Banyak spot yang dapat dimanfaatkan untuk berfoto ria,
selain kedua tulisan tersebut diatas, terdapat pula tugu empat sisi dengan satu
sisi tertulis “Team Survey Indonesia”, satu sisi tertulis “Aus Survey Team” dan
dua sisi lainnya tertulis titik koordinat berdirinya tugu tersebut sebagai
perbatasan RI-PNG.
Tugu Tim Survey Indonesia-Aus
Selain itu, terdapat titik nol kilometer berupa coran
berbentuk bulat. Semakin ke arah PNG berdiri dengan kerasnya sarang semut yang
sangat tinggi sekitar 3 meter, ini pun menjadi spot yang wajib untuk mengambil
gambar.
Kilometer 0 Indonesia
Disini juga terdapat sebuah rumah semut yang sangat tinggi. Berdiri kokoh di antara perbatasan Indonesia-PNG. Menjadi salah satu spot untuk berfoto. Menjadi bukti bahwa kami sudah berkunjung ke daerah perbatasan ini. Rumah semut menjulang tinggi bahkan bisa mencapai beberapa puluhan meter. Tahukah anda bahwa rumah semut ini menjadi ikon Merauke
Ini dia jalan ke arah PNG
Di sekitar sudah ada beberapa fasilitas wisata yang dibangun, seperti kursi beton, lopo-lopo dan toilet. Pun tak ketinggalan masyarakat yang memanfaatkan daerah ini sebagai destinasi wisata untuk menjual berbagai souvenir yang menjadi ciri khas Merauke, seperti sarang semut yang dipercaya dapat menyembuhkan berbagai macam penyakit, tas noken khas papua, baju dan topi yang bertuliskan “RI-PNG”, minatur Tifa alat musik tradisional asal papua, beberapa buah-buahan seperti semangka dengan ukuran jumbo dan masih banyak lagi.
Rumah Semut
Ini dia jalan ke arah PNG
Arah PNG
Di sekitar sudah ada beberapa fasilitas wisata yang dibangun, seperti kursi beton, lopo-lopo dan toilet. Pun tak ketinggalan masyarakat yang memanfaatkan daerah ini sebagai destinasi wisata untuk menjual berbagai souvenir yang menjadi ciri khas Merauke, seperti sarang semut yang dipercaya dapat menyembuhkan berbagai macam penyakit, tas noken khas papua, baju dan topi yang bertuliskan “RI-PNG”, minatur Tifa alat musik tradisional asal papua, beberapa buah-buahan seperti semangka dengan ukuran jumbo dan masih banyak lagi.
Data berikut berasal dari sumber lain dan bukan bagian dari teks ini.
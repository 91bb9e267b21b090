//! End-to-end authorization scenarios against the in-memory stores.

use std::sync::Arc;
use std::time::Duration as StdDuration;

use async_trait::async_trait;
use time::macros::datetime;
use time::{Duration, OffsetDateTime};

use praxis_auth::audit::AuditEntry;
use praxis_auth::config::{EvaluatorConfig, StorageConfig};
use praxis_auth::prelude::*;
use praxis_auth::storage::GrantLog;
use praxis_auth::{
    AuditRecorder, BusinessHours, GrantStorage, InMemoryAuditLog, InMemoryResourceLoader,
    InMemorySubjectStorage, IpAllowList, SubjectStorage,
};

/// A Friday morning.
const WEEKDAY: OffsetDateTime = datetime!(2026-05-08 10:00 UTC);
/// The following Saturday morning.
const SATURDAY: OffsetDateTime = datetime!(2026-05-09 10:00 UTC);

fn root() -> Subject {
    Subject::new("root", Role::Superadmin)
}
fn admin() -> Subject {
    Subject::new("admin-1", Role::Admin)
}
fn arzt() -> Subject {
    Subject::new("arzt-a", Role::Arzt)
}
fn assistent() -> Subject {
    Subject::new("assistent-b", Role::Assistent)
}
fn rezeption() -> Subject {
    Subject::new("rezeption-1", Role::Rezeption)
}
fn patient() -> Subject {
    Subject::new("patient-p", Role::Patient)
}

fn all_subjects() -> Vec<Subject> {
    vec![root(), admin(), arzt(), assistent(), rezeption(), patient()]
}

fn resources() -> Vec<ResourceInstance> {
    vec![
        ResourceInstance::new(ResourceType::Patient, "patient-p").with_owner("patient-p"),
        ResourceInstance::new(ResourceType::Patient, "patient-q").with_owner("patient-q"),
        ResourceInstance::new(ResourceType::Document, "doc-psych")
            .with_owner("patient-p")
            .with_confidentiality(Confidentiality::HighlySensitive),
        ResourceInstance::new(ResourceType::Treatment, "tx-berlin").with_location("berlin"),
        ResourceInstance::new(ResourceType::Treatment, "tx-hamburg").with_location("hamburg"),
    ]
}

struct Harness {
    evaluator: PolicyEvaluator,
    admin: GrantService,
    audit: Arc<InMemoryAuditLog>,
}

impl Harness {
    fn new() -> Self {
        Self::build(
            EvaluatorConfig::default(),
            Arc::new(resources().into_iter().collect::<InMemoryResourceLoader>()),
            AuthzStores::new(
                Arc::new(praxis_auth::InMemoryGrantStorage::new()),
                Arc::new(praxis_auth::InMemoryDelegationStorage::new()),
                Arc::new(InMemorySubjectStorage::with_subjects(all_subjects())),
            ),
        )
    }

    fn build(
        config: EvaluatorConfig,
        loader: Arc<dyn ResourceLoader>,
        stores: AuthzStores,
    ) -> Self {
        let catalog = Arc::new(PermissionCatalog::default());
        let audit = Arc::new(InMemoryAuditLog::new());
        let evaluator = PolicyEvaluator::new(
            Arc::clone(&catalog),
            config,
            stores.clone(),
            loader,
            audit.clone(),
        );
        let admin = GrantService::new(catalog, stores, StorageConfig::default());
        Self {
            evaluator,
            admin,
            audit,
        }
    }

    async fn authorize(&self, request: AuthorizeRequest) -> Decision {
        self.evaluator.authorize(request).await.unwrap()
    }
}

fn request(subject: &Subject, action: Action, resource_type: ResourceType) -> AuthorizeRequest {
    AuthorizeRequest::new(Some(subject.clone()), action, resource_type)
        .with_context(EvaluationContext::new(WEEKDAY))
}

// =============================================================================
// Role bypass
// =============================================================================

#[tokio::test]
async fn top_role_always_allows_with_one_audit_entry_each() {
    let harness = Harness::new();
    let mut expected = 0;

    for resource_type in ResourceType::ALL {
        for action in Action::ALL {
            let decision = harness
                .authorize(request(&root(), action, resource_type).with_id("does-not-exist"))
                .await;
            expected += 1;

            assert!(decision.allowed);
            assert_eq!(decision.reason, ReasonCode::RoleBypass);
            assert_eq!(harness.audit.len().await, expected);
        }
    }
}

#[tokio::test]
async fn top_role_bypass_skips_resource_loading() {
    let harness = Harness::build(
        EvaluatorConfig::default(),
        Arc::new(FailingLoader),
        AuthzStores::in_memory(),
    );

    let decision = harness
        .authorize(request(&root(), Action::Delete, ResourceType::Patient).with_id("p-1"))
        .await;
    assert_eq!(decision.reason, ReasonCode::RoleBypass);
    assert!(decision.subject_summary.is_none());
}

// =============================================================================
// Self-service
// =============================================================================

#[tokio::test]
async fn patient_reads_own_record() {
    let harness = Harness::new();
    let decision = harness
        .authorize(request(&patient(), Action::Read, ResourceType::Patient).with_id("patient-p"))
        .await;

    assert!(decision.allowed);
    assert_eq!(decision.reason, ReasonCode::Granted);
    assert_eq!(decision.matched_rule, Rule::SelfService);
}

#[tokio::test]
async fn patient_cannot_read_other_record() {
    let harness = Harness::new();
    let decision = harness
        .authorize(request(&patient(), Action::Read, ResourceType::Patient).with_id("patient-q"))
        .await;

    assert!(!decision.allowed);
    assert_eq!(decision.reason, ReasonCode::InsufficientPermission);
    assert_eq!(decision.required_permission, "patient:read");

    let summary = decision.subject_summary.unwrap();
    assert_eq!(summary.role, Role::Patient);
    assert!(summary.grants.is_empty());
    assert!(summary.scoped_roles.is_empty());
}

#[tokio::test]
async fn self_service_does_not_cover_writes() {
    let harness = Harness::new();
    let decision = harness
        .authorize(
            request(&patient(), Action::Update, ResourceType::Patient).with_id("patient-p"),
        )
        .await;
    assert_eq!(decision.reason, ReasonCode::InsufficientPermission);
}

// =============================================================================
// Contextual constraints
// =============================================================================

#[tokio::test]
async fn business_hours_deny_on_saturday_despite_role_default() {
    let harness = Harness::new();
    let constraints = ConstraintSet::new().with_business_hours(BusinessHours::default());

    let saturday = harness
        .authorize(
            request(&assistent(), Action::Read, ResourceType::Appointment).with_context(
                EvaluationContext::new(SATURDAY).with_constraints(constraints.clone()),
            ),
        )
        .await;
    assert!(!saturday.allowed);
    assert_eq!(saturday.reason, ReasonCode::ContextRestricted);

    let friday = harness
        .authorize(
            request(&assistent(), Action::Read, ResourceType::Appointment)
                .with_context(EvaluationContext::new(WEEKDAY).with_constraints(constraints)),
        )
        .await;
    assert!(friday.allowed);
}

#[tokio::test]
async fn constraints_apply_even_to_top_role() {
    let harness = Harness::new();
    let context = EvaluationContext::new(WEEKDAY).with_constraints(
        ConstraintSet::new().with_ip_allow_list(IpAllowList::parse(["10.0.0.0/8"]).unwrap()),
    );

    let outside = harness
        .authorize(
            request(&root(), Action::Read, ResourceType::Settings)
                .with_context(context.clone().with_source_ip("203.0.113.9".parse().unwrap())),
        )
        .await;
    assert_eq!(outside.reason, ReasonCode::ContextRestricted);

    let inside = harness
        .authorize(
            request(&root(), Action::Read, ResourceType::Settings)
                .with_context(context.with_source_ip("10.4.4.4".parse().unwrap())),
        )
        .await;
    assert_eq!(inside.reason, ReasonCode::RoleBypass);
}

#[tokio::test]
async fn export_requires_consent() {
    let harness = Harness::new();

    let without = harness
        .authorize(request(&arzt(), Action::Export, ResourceType::Patient).with_id("patient-p"))
        .await;
    assert_eq!(without.reason, ReasonCode::ContextRestricted);
    assert_eq!(without.matched_rule, Rule::ConsentGate);

    let with = harness
        .authorize(
            request(&arzt().with_consent(true), Action::Export, ResourceType::Patient)
                .with_id("patient-p"),
        )
        .await;
    assert!(with.allowed);
}

// =============================================================================
// Authentication and resolution
// =============================================================================

#[tokio::test]
async fn anonymous_requests_are_unauthenticated() {
    let harness = Harness::new();
    let decision = harness
        .authorize(
            AuthorizeRequest::new(None, Action::Read, ResourceType::Appointment)
                .with_context(EvaluationContext::new(WEEKDAY)),
        )
        .await;

    assert_eq!(decision.reason, ReasonCode::Unauthenticated);
    assert!(decision.subject_summary.is_none());
    assert_eq!(harness.audit.len().await, 1);
}
//! Storage traits for authorization state.
//!
//! This module defines storage interfaces for:
//!
//! - Custom permission grants and resource-scoped role assignments
//! - Delegations of authority between subjects
//! - Subject provisioning data
//!
//! Grant and delegation stores are append-only record logs. A revocation is a
//! new record that supersedes an earlier one; nothing is ever removed. Every
//! append names the log version it was validated against, so concurrent
//! writers to the same log cannot both succeed on stale reads.
//!
//! # Implementations
//!
//! - [`memory`] - in-memory implementations backed by `dashmap`

pub mod delegation;
pub mod grant;
pub mod memory;
pub mod subject;

use std::sync::Arc;

use serde::{Deserialize, Serialize};
use time::OffsetDateTime;
use uuid::Uuid;

pub use delegation::{Delegation, DelegationLog, DelegationRecord, DelegationStorage, ValidityWindow};
pub use grant::{Grant, GrantKind, GrantLog, GrantRecord, GrantStorage, RoleScope};
pub use memory::{InMemoryDelegationStorage, InMemoryGrantStorage, InMemorySubjectStorage};
pub use subject::SubjectStorage;

/// A record superseding an earlier grant or delegation.
#[derive(Debug, Clone, PartialEq, Eq, Serialize, Deserialize)]
#[serde(rename_all = "camelCase")]
pub struct Revocation {
    /// Id of the revoked grant or delegation.
    pub target: Uuid,

    /// Subject id of the revoker.
    pub revoked_by: String,

    /// When the revocation was recorded.
    #[serde(with = "time::serde::rfc3339")]
    pub revoked_at: OffsetDateTime,

    /// Free-text justification.
    pub reason: String,
}

/// The stores the evaluator and the admin service share.
#[derive(Clone)]
pub struct AuthzStores {
    /// Grant logs, keyed by subject.
    pub grants: Arc<dyn GrantStorage>,
    /// Delegation logs, keyed by delegate.
    pub delegations: Arc<dyn DelegationStorage>,
    /// Subject directory.
    pub subjects: Arc<dyn SubjectStorage>,
}

impl AuthzStores {
    /// Bundles the given stores.
    #[must_use]
    pub fn new(
        grants: Arc<dyn GrantStorage>,
        delegations: Arc<dyn DelegationStorage>,
        subjects: Arc<dyn SubjectStorage>,
    ) -> Self {
        Self {
            grants,
            delegations,
            subjects,
        }
    }

    /// Creates empty in-memory stores.
    #[must_use]
    pub fn in_memory() -> Self {
        Self::new(
            Arc::new(InMemoryGrantStorage::new()),
            Arc::new(InMemoryDelegationStorage::new()),
            Arc::new(InMemorySubjectStorage::new()),
        )
    }
}

impl std::fmt::Debug for AuthzStores {
    fn fmt(&self, f: &mut std::fmt::Formatter<'_>) -> std::fmt::Result {
        f.debug_struct("AuthzStores").finish_non_exhaustive()
    }
}
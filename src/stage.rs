//! # Aggregate Stage
//!
//! Consumer side of a pipeline: pulls chunks from the [`Producer`](crate::producer::Producer),
//! transforms and aggregates each record, and relays results into the bounded
//! output buffer the caller reads from.
//!
//! ## Demand window
//!
//! The stage keeps at most `max_demand` records outstanding upstream and asks
//! for more only once outstanding demand falls to `min_demand`. Every request
//! is additionally capped by the free space in the output buffer minus what is
//! already outstanding, so records in flight always fit downstream. The stage
//! therefore never asks for more than the caller is ready to take. While the
//! caller is not reading and nothing is outstanding, the stage waits for
//! buffer space instead of requesting.
//!
//! ## Record handling
//!
//! - A transform error or panic skips the record and increments
//!   `failed_count`; the batch continues.
//! - Grouping rejections are counted and reported as `group.rejected`; the
//!   record is still emitted.
//! - After each chunk the stage reports `batch.transformed`, publishes its
//!   counters to the registry and fires `buffer.near_full` when the output
//!   buffer reaches 90% of capacity (re-armed below 50%).
//!
//! When the source is exhausted the stage emits a final
//! [`StreamItem::Snapshot`] and completes. The aggregation state is owned by
//! the stage alone; [`StageCommand::Snapshot`] requests a read-only copy.

use crate::aggregate::{AggregationSnapshot, AggregationState};
use crate::config::PipelineConfig;
use crate::control::{PipelineControl, WorkerExit, WorkerResult};
use crate::error::{PipelineError, PipelineStage};
use crate::producer::{Chunk, ProducerHandle, ProducerMessage};
use crate::record::Record;
use crate::registry::{MetricsUpdate, PipelineId, PipelineStatus, Registry};
use crate::telemetry::{EventKind, NoopReporter, SharedReporter, TelemetryEvent};
use crate::transform::RecordTransform;
use std::panic::{AssertUnwindSafe, catch_unwind};
use std::sync::Arc;
use std::time::{Duration, Instant};
use tokio::sync::{mpsc, oneshot};
use tokio::task::JoinHandle;
use tracing::{debug, warn};

/// Item of a pipeline's output stream.
#[derive(Debug, Clone, PartialEq)]
pub enum StreamItem {
  /// A transformed record.
  Record(Record),
  /// Aggregation state; the last item of a completed stream.
  Snapshot(AggregationSnapshot),
}

impl StreamItem {
  /// The record, if this item is one.
  pub fn into_record(self) -> Option<Record> {
    match self {
      StreamItem::Record(record) => Some(record),
      StreamItem::Snapshot(_) => None,
    }
  }

  /// The snapshot, if this item is one.
  pub fn into_snapshot(self) -> Option<AggregationSnapshot> {
    match self {
      StreamItem::Snapshot(snapshot) => Some(snapshot),
      StreamItem::Record(_) => None,
    }
  }
}

/// Result carried by the output buffer.
pub type StreamResult = Result<StreamItem, PipelineError>;

/// Request served by a running stage.
#[derive(Debug)]
pub enum StageCommand {
  /// Reply with a copy of the current aggregation state.
  Snapshot(oneshot::Sender<AggregationSnapshot>),
}

/// Outstanding upstream demand.
#[derive(Debug, Clone, Copy)]
struct DemandWindow {
  outstanding: usize,
  max_demand: usize,
  min_demand: usize,
}

impl DemandWindow {
  fn new(max_demand: usize, min_demand: usize) -> Self {
    Self {
      outstanding: 0,
      max_demand,
      min_demand,
    }
  }

  /// How many records to request given `free` output slots.
  fn grant(&self, free: usize) -> usize {
    if self.outstanding > self.min_demand {
      return 0;
    }
    self
      .max_demand
      .saturating_sub(self.outstanding)
      .min(free.saturating_sub(self.outstanding))
  }

  fn received(&mut self, n: usize) {
    self.outstanding = self.outstanding.saturating_sub(n);
  }
}

enum Delivery {
  Sent,
  Closed,
  Cancelled,
}

/// Transform/aggregate consumer of one pipeline.
pub struct AggregateStage {
  id: PipelineId,
  state: AggregationState,
  transform: Arc<dyn RecordTransform>,
  window: DemandWindow,
  buffer_size: usize,
  timeout: Option<Duration>,
  registry: Option<Registry>,
  reporter: SharedReporter,
  control: PipelineControl,
  near_full: bool,
}

impl AggregateStage {
  /// Creates a stage with the aggregations and bounds of `config`.
  pub fn new(
    id: PipelineId,
    config: &PipelineConfig,
    transform: Arc<dyn RecordTransform>,
    control: PipelineControl,
  ) -> Self {
    Self {
      id,
      state: AggregationState::new(config),
      transform,
      window: DemandWindow::new(config.max_demand, config.effective_min_demand()),
      buffer_size: config.buffer_size,
      timeout: config.timeout,
      registry: None,
      reporter: Arc::new(NoopReporter),
      control,
      near_full: false,
    }
  }

  /// Publishes counters to `registry`.
  pub fn with_registry(mut self, registry: Registry) -> Self {
    self.registry = Some(registry);
    self
  }

  /// Sets the telemetry reporter.
  pub fn with_reporter(mut self, reporter: SharedReporter) -> Self {
    self.reporter = reporter;
    self
  }

  /// Spawns the stage task. `output` must have capacity `buffer_size`.
  pub fn spawn(
    self,
    producer: ProducerHandle,
    upstream: mpsc::Receiver<ProducerMessage>,
    output: mpsc::Sender<StreamResult>,
    commands: mpsc::Receiver<StageCommand>,
  ) -> JoinHandle<WorkerResult> {
    tokio::spawn(self.run(producer, upstream, output, commands))
  }

  async fn run(
    mut self,
    producer: ProducerHandle,
    mut upstream: mpsc::Receiver<ProducerMessage>,
    output: mpsc::Sender<StreamResult>,
    mut commands: mpsc::Receiver<StageCommand>,
  ) -> WorkerResult {
    let watermark = self
      .window
      .max_demand
      .saturating_sub(self.window.min_demand)
      .clamp(1, output.max_capacity().min(self.buffer_size).max(1));

    loop {
      let grant = self.window.grant(output.capacity());
      if grant > 0 {
        if !producer.ask(grant).await {
          return self.upstream_closed(&output, &mut upstream);
        }
        self.window.outstanding += grant;
      } else if self.window.outstanding == 0 {
        // Nothing in flight and no room downstream: wait for the caller.
        tokio::select! {
          biased;
          _ = self.control.cancelled() => return Ok(self.on_cancel(&output, &mut upstream)),
          Some(command) = commands.recv() => self.serve(command),
          permits = output.reserve_many(watermark) => match permits {
            Ok(permits) => drop(permits),
            Err(_) => return Ok(WorkerExit::Cancelled),
          },
        }
        continue;
      }

      tokio::select! {
        biased;
        _ = self.control.cancelled() => return Ok(self.on_cancel(&output, &mut upstream)),
        Some(command) = commands.recv() => self.serve(command),
        message = upstream.recv() => match message {
          Some(ProducerMessage::Chunk(chunk)) => {
            self.window.received(chunk.records.len());
            match self.process(chunk, &output).await {
              Delivery::Sent => {}
              Delivery::Closed => {
                debug!(pipeline_id = %self.id, "output stream dropped by consumer");
                return Ok(WorkerExit::Cancelled);
              }
              Delivery::Cancelled => return Ok(self.on_cancel(&output, &mut upstream)),
            }
          }
          Some(ProducerMessage::Done) => {
            let snapshot = StreamItem::Snapshot(self.state.snapshot());
            return match self.deliver(&output, Ok(snapshot)).await {
              Delivery::Sent => {
                debug!(pipeline_id = %self.id, records_out = self.state.records_out(), "stage completed");
                Ok(WorkerExit::Completed)
              }
              Delivery::Closed => Ok(WorkerExit::Cancelled),
              Delivery::Cancelled => Ok(self.on_cancel(&output, &mut upstream)),
            };
          }
          Some(ProducerMessage::Failed(error)) => {
            self.deliver(&output, Err(error.clone())).await;
            return Err(error);
          }
          None => return self.upstream_closed(&output, &mut upstream),
        },
      }
    }
  }

  fn serve(&self, command: StageCommand) {
    match command {
      StageCommand::Snapshot(reply) => {
        let _ = reply.send(self.state.snapshot());
      }
    }
  }

  async fn process(&mut self, chunk: Chunk, output: &mpsc::Sender<StreamResult>) -> Delivery {
    let started = Instant::now();
    let records_in = chunk.records.len() as u64;
    let (mut records_out, mut failed_count, mut rejected_count) = (0u64, 0u64, 0u64);
    self.state.record_received(records_in);

    for (index, record) in chunk.records.into_iter().enumerate() {
      let transform = &self.transform;
      let outcome = catch_unwind(AssertUnwindSafe(|| transform.transform(record)));
      let mut record = match outcome {
        Ok(Ok(record)) => record,
        Ok(Err(error)) => {
          debug!(pipeline_id = %self.id, offset = chunk.offset + index as u64, %error, "record skipped");
          self.state.record_failed();
          failed_count += 1;
          continue;
        }
        Err(_) => {
          warn!(pipeline_id = %self.id, offset = chunk.offset + index as u64, "transform panicked; record skipped");
          self.state.record_failed();
          failed_count += 1;
          continue;
        }
      };

      for rejection in self.state.apply(&mut record) {
        rejected_count += 1;
        self.report(EventKind::GroupRejected {
          grouping: rejection.grouping,
          key: rejection.key,
          rejected_count: rejection.rejected_count,
        });
      }

      match self.deliver(output, Ok(StreamItem::Record(record))).await {
        Delivery::Sent => {
          self.state.record_emitted();
          records_out += 1;
        }
        other => return other,
      }
    }

    self.report(EventKind::BatchTransformed {
      records_in,
      records_out,
      failed_count,
      rejected_count,
      duration: started.elapsed(),
    });
    self.watch_buffer(output);
    self.publish_metrics();
    Delivery::Sent
  }

  async fn deliver(&self, output: &mpsc::Sender<StreamResult>, item: StreamResult) -> Delivery {
    tokio::select! {
      biased;
      _ = self.control.cancelled() => Delivery::Cancelled,
      sent = output.send(item) => match sent {
        Ok(()) => Delivery::Sent,
        Err(_) => Delivery::Closed,
      },
    }
  }

  fn watch_buffer(&mut self, output: &mpsc::Sender<StreamResult>) {
    let capacity = output.max_capacity();
    let buffered = capacity.saturating_sub(output.capacity());
    if !self.near_full && buffered * 10 >= capacity * 9 {
      self.near_full = true;
      self.report(EventKind::BufferNearFull { buffered, capacity });
    } else if self.near_full && buffered * 2 < capacity {
      self.near_full = false;
    }
  }

  fn publish_metrics(&self) {
    if let Some(registry) = &self.registry {
      let _ = registry.update_metrics(
        &self.id,
        MetricsUpdate::Stage {
          records_in: self.state.records_in(),
          records_out: self.state.records_out(),
          failed_count: self.state.failed_count(),
          rejected_count: self.state.rejected_count(),
        },
      );
    }
  }

  /// Unwinds after cancellation, pushing the termination reason into the
  /// stream when the pipeline failed, was killed or timed out and space allows.
  fn on_cancel(
    &self,
    output: &mpsc::Sender<StreamResult>,
    upstream: &mut mpsc::Receiver<ProducerMessage>,
  ) -> WorkerExit {
    self.publish_metrics();
    let mut failure = None;
    while let Ok(message) = upstream.try_recv() {
      if let ProducerMessage::Failed(error) = message {
        failure = Some(error);
      }
    }
    let reason = failure.or_else(|| self.termination_reason());
    if let Some(error) = reason {
      let _ = output.try_send(Err(error));
    }
    debug!(pipeline_id = %self.id, "stage cancelled");
    WorkerExit::Cancelled
  }

  fn termination_reason(&self) -> Option<PipelineError> {
    self.registry.as_ref().and_then(|registry| {
      let info = registry.lookup(&self.id).ok()?;
      match info.status {
        PipelineStatus::Killed => Some(PipelineError::Killed(
          info.failure_reason.unwrap_or_else(|| "memory pressure".to_string()),
        )),
        PipelineStatus::TimedOut => Some(PipelineError::Timeout(
          self.timeout.unwrap_or(info.elapsed),
        )),
        _ => None,
      }
    })
  }

  fn upstream_closed(
    &self,
    output: &mpsc::Sender<StreamResult>,
    upstream: &mut mpsc::Receiver<ProducerMessage>,
  ) -> WorkerResult {
    if self.control.is_cancelled() {
      return Ok(self.on_cancel(output, upstream));
    }
    Err(PipelineError::Crashed {
      stage: PipelineStage::Producer,
      reason: "producer stopped without signalling completion".to_string(),
    })
  }

  fn report(&self, kind: EventKind) {
    self
      .reporter
      .report(TelemetryEvent::new(self.id.clone(), kind));
  }
}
Beberapa oleh-oleh yang dapat dibeli di Sota
Sarang semut salah satu oleh-oleh dari Sota sebagai obat
Setelah puas, kami kembali ke Merauke. Namun di tengah
jalan, berdiri sebuah tugu dengan puncaknya burung garuda. Ini dia tugu kembar
yang hanya ada dua di Indonesia yang satu di Sabang dan yang satunya lagi di
sini di Merauke. Kesempatan yang langka bisa berfoto di sini. Walaupun kondisi
tugu ini sudah usang dimakan oleh waktu tetapi tetap berdiri dengah kokoh
menjadi penanda bahwa dari Sabang sampai Merauke adalah wilayah NKRI. Di
samping tugu tersebut, berdiri sebuah prasasti dengan tulisan lirik lagu Satu
Nusa Satu Bangsa bersama dengan tanggal diresmikannya tugu kembar Merauke, 16
Desember 1994.
Tugu kembar yang berada di Merauke
Kami melanjutkan perjalanan kembali ke Kota Merauke.
Setelah beristirahat, sore harinya kami menuju sungai yang rencananya akan di
bangun sebuah keramba jaring apung (KJA) untuk budidaya ikan yang nantinya
dijadikan sebagai objek wisata. Disekitaran sungai terhampar lebat pohon mangrove
dan beberapa sisi sudah ditebang. Saya teringat perkataan salah seorang warga
yang bersama-sama dengan kami bahwa di Merauke destinasi wisata yang ada sangat
minim, hanya Pantai Lampu Satu atau Sota daerah perbatasan. Setelah dibukanya
destinasi wisata baru dengan objek budidaya perikanan dan wisata mangrove dapat
menambah distinasi wisata yang ada di Merauke. Kami kembali ke penginapan
setelah puas mengunjungi bantaran sungai untuk beristirahat.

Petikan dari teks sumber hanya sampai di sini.